By the end of her career she had identified over 2,600 different plants, insects and animals all living in her small backyard, a significant number of which had never been  recorded by science. Over three decades, she wrote numerous academic papers and published two books on her research.

At first, doing fieldwork on 741 square metres just outside her back door was a matter of curiosity and convenience. The whole family joined in collecting bugs and butterflies. But later in her life, it became a necessity. Owen was eventually diagnosed with multiple sclerosis, which meant as her mobility diminished, sadly so too did her collection of specimens.

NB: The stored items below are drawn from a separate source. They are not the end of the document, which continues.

//! Trade signal types.
//!
//! The side of a signal is resolved into the two-variant `OrderSide` once,
//! at the parse boundary. Downstream logic matches on the enum and never
//! re-parses strings.

use crate::error::CoreError;
use crate::Price;
use serde::{Deserialize, Serialize};
use std::fmt;
use std::str::FromStr;

/// Order side: buy or sell.
#[derive(Debug, Clone, Copy, PartialEq, Eq, Hash, Serialize, Deserialize)]
#[serde(rename_all = "lowercase")]
pub enum OrderSide {
    Buy,
    Sell,
}

impl OrderSide {
    /// Returns the opposite side.
    pub fn opposite(&self) -> Self {
        match self {
            Self::Buy => Self::Sell,
            Self::Sell => Self::Buy,
        }
    }
}

impl fmt::Display for OrderSide {
    fn fmt(&self, f: &mut fmt::Formatter<'_>) -> fmt::Result {
        match self {
            Self::Buy => write!(f, "buy"),
            Self::Sell => write!(f, "sell"),
        }
    }
}

impl FromStr for OrderSide {
    type Err = CoreError;

    /// Accepts exactly `buy` or `sell`; anything else is `InvalidSignal`.
    fn from_str(s: &str) -> Result<Self, Self::Err> {
        match s {
            "buy" => Ok(Self::Buy),
            "sell" => Ok(Self::Sell),
            other => Err(CoreError::InvalidSignal(other.to_string())),
        }
    }
}

/// A trade signal produced by a strategy.
///
/// The reference price is optional: it is required for flat-slippage
/// pricing and ladder placement, and unused when an order-book snapshot
/// drives price discovery. The strategy tag is passed through to the
/// fill untouched.
#[derive(Debug, Clone, PartialEq, Eq, Serialize, Deserialize)]
pub struct TradeSignal {
    /// Validated order side.
    pub side: OrderSide,
    /// Reference price, required when no order book is supplied.
    #[serde(default)]
    pub price: Option<Price>,
    /// Originating strategy tag, not interpreted.
    #[serde(default)]
    pub strategy: Option<String>,
}

impl TradeSignal {
    /// Create a signal with a reference price.
    pub fn new(side: OrderSide, price: Price) -> Self {
        Self {
            side,
            price: Some(price),
            strategy: None,
        }
    }

    /// Create a signal without a reference price (book-priced orders).
    pub fn market(side: OrderSide) -> Self {
        Self {
            side,
            price: None,
            strategy: None,
        }
    }

    /// Attach a strategy tag.
    pub fn with_strategy(mut self, strategy: impl Into<String>) -> Self {
        self.strategy = Some(strategy.into());
        self
    }
}
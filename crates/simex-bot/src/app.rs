//! Application wiring.
//!
//! Builds the wallet and the paper executor from configuration and exposes
//! the operations the CLI drives. Construction validates the operating
//! mode: live trading has no implementation and must not be conflated with
//! the paper path.

use crate::config::{AppConfig, OperatingMode};
use crate::error::{AppError, AppResult};
use parking_lot::Mutex;
use rust_decimal::Decimal;
use simex_core::{ExecutionOutcome, Fill, OrderBook, OrderSide, Size, TradeSignal, TradingPair};
use simex_executor::{estimate_price_impact, PaperExecutor};
use simex_wallet::PaperWallet;
use std::collections::HashMap;
use std::sync::Arc;
use tracing::info;

/// Main application.
pub struct Application {
    config: AppConfig,
    wallet: Arc<Mutex<PaperWallet>>,
    executor: PaperExecutor,
}

impl Application {
    /// Create a new application.
    ///
    /// Fails with `LiveTradingUnsupported` when the config asks for live
    /// mode, and on invalid executor configuration.
    pub fn new(config: AppConfig) -> AppResult<Self> {
        if config.mode == OperatingMode::Live {
            return Err(AppError::LiveTradingUnsupported);
        }

        let wallet = Arc::new(Mutex::new(PaperWallet::load(&config.wallet)));
        let executor = PaperExecutor::new(config.executor.clone(), Arc::clone(&wallet))?;

        info!(mode = ?config.mode, wallet_file = %config.wallet.file.display(), "Application ready");
        Ok(Self {
            config,
            wallet,
            executor,
        })
    }

    /// Asset the wallet's capital is denominated in.
    pub fn base_currency(&self) -> &str {
        &self.config.wallet.base_currency
    }

    /// Snapshot of the wallet ledger.
    pub fn balances(&self) -> HashMap<String, Decimal> {
        self.wallet.lock().all_balances()
    }

    /// Total ledger value in the base currency at the given prices.
    pub fn portfolio_value(&self, prices: &HashMap<String, Decimal>) -> Decimal {
        self.wallet.lock().total_value(prices)
    }

    /// Execute a single paper order.
    pub async fn place_order(
        &self,
        signal: &TradeSignal,
        pair: &TradingPair,
        amount: Size,
        book: Option<&OrderBook>,
    ) -> AppResult<ExecutionOutcome> {
        Ok(self.executor.execute_order(signal, pair, amount, book).await?)
    }

    /// Place the 3-rung accumulation ladder.
    pub async fn place_ladder(
        &self,
        signal: &TradeSignal,
        pair: &TradingPair,
        total_amount: Size,
    ) -> AppResult<Option<Vec<Option<Fill>>>> {
        Ok(self
            .executor
            .execute_ladder(signal, pair, total_amount)
            .await?)
    }

    /// Estimate the price impact of a hypothetical trade. Read-only.
    pub fn estimate_impact(&self, book: &OrderBook, side: OrderSide, amount: Size) -> Decimal {
        estimate_price_impact(book, side, amount)
    }
}
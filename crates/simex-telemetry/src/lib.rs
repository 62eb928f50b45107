//! Structured logging for simex.
//!
//! JSON output in production, pretty output in development, filtered by
//! `RUST_LOG`.

pub mod error;
pub mod logging;

pub use error::{TelemetryError, TelemetryResult};
pub use logging::init_logging;
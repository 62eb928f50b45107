//! Wallet error types.

use rust_decimal::Decimal;
use thiserror::Error;

#[derive(Debug, Error)]
pub enum WalletError {
    #[error("Invalid amount (must be non-negative): {0}")]
    InvalidAmount(Decimal),

    #[error("IO error: {0}")]
    Io(#[from] std::io::Error),

    #[error("JSON error: {0}")]
    Json(#[from] serde_json::Error),
}

pub type WalletResult<T> = Result<T, WalletError>;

“A great deal of what we know about garden biodiversity comes from a single garden in Leicester belonging to Jennifer Owen,” writes biologist Ken Thompson, even though “Leicestershire is not a notably biodiverse county.” Owen was able to identify 56% of all varieties of bumblebees in England and an astonishing 533 species of parasitic wasps, “including seven species new to Britain and four new to science.”

“Few enough of us would contemplate trying to assemble a complete inventory of the beetles, birds, butterflies (and a great deal else) in our gardens for even one year,” Thompson writes.

“To persist for 30 years is an achievement that will probably never be equalled.”

To sustain such enthusiasm and interest at home is a gift. And it is no less grand a project than seeking adventure in far-flung places.